Data for this exercise Start Marker

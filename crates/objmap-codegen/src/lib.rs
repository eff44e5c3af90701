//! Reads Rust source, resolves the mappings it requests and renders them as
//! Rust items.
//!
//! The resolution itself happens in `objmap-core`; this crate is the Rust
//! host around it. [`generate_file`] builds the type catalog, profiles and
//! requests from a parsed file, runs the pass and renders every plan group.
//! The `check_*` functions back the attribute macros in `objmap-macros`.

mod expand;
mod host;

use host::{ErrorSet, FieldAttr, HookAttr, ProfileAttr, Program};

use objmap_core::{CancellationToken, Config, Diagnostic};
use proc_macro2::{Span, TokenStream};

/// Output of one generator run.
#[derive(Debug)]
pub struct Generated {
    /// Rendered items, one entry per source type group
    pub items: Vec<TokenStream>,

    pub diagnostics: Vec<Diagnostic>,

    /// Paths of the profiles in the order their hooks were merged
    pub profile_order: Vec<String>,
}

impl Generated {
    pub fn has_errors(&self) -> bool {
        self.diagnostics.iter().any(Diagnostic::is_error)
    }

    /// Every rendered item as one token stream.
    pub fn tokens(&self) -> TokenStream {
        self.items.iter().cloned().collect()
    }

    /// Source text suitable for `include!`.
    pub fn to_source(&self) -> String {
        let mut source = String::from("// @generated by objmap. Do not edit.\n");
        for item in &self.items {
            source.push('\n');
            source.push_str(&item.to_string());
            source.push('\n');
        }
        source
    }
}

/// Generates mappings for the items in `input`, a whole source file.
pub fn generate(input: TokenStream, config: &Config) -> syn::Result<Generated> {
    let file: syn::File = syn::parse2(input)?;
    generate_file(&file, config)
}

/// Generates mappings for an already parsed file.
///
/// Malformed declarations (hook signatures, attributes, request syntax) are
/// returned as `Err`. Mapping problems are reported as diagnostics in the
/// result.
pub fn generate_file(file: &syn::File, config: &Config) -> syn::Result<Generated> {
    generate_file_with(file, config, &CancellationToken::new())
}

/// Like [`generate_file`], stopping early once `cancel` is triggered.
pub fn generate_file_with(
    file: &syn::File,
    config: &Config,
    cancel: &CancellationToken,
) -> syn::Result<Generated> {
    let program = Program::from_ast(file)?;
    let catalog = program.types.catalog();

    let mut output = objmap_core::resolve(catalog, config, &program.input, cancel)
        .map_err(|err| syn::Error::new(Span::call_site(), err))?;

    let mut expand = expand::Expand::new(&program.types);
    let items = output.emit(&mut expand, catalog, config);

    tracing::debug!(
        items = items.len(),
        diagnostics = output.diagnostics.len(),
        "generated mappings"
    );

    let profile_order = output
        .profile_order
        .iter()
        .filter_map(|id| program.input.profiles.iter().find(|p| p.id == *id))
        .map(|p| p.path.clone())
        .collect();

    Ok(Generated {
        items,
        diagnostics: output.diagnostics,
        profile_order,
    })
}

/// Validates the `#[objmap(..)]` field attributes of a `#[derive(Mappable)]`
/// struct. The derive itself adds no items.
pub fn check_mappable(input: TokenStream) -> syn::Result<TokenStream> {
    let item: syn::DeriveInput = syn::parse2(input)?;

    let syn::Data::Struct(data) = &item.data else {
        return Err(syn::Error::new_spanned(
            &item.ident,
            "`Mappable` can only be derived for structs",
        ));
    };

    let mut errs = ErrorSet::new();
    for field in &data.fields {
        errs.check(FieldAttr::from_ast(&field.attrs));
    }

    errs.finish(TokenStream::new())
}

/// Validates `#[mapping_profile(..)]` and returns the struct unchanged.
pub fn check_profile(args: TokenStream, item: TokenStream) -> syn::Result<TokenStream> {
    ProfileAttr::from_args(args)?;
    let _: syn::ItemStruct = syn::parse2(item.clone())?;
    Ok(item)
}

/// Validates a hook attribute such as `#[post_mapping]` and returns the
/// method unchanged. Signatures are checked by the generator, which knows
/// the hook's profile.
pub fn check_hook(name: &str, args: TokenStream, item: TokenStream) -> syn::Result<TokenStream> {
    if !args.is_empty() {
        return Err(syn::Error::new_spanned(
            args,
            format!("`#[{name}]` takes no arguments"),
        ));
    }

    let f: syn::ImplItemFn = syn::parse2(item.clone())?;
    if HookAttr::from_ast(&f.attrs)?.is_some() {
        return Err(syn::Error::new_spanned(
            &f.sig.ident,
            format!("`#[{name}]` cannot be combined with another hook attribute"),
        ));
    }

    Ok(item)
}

Data for this exercise End Marker

Assignment => Exact reproduction of the lines from the top of the material through the line where "catalog, profiles and" appears is required, both boundary lines included, with no other output.

Expected output =>
filename crates/objmap-codegen/src/lib.rs
repository eff44e5c3af90701
//! Reads Rust source, resolves the mappings it requests and renders them as
//! Rust items.
//!
//! The resolution itself happens in `objmap-core`; this crate is the Rust
//! host around it. [`generate_file`] builds the type catalog, profiles and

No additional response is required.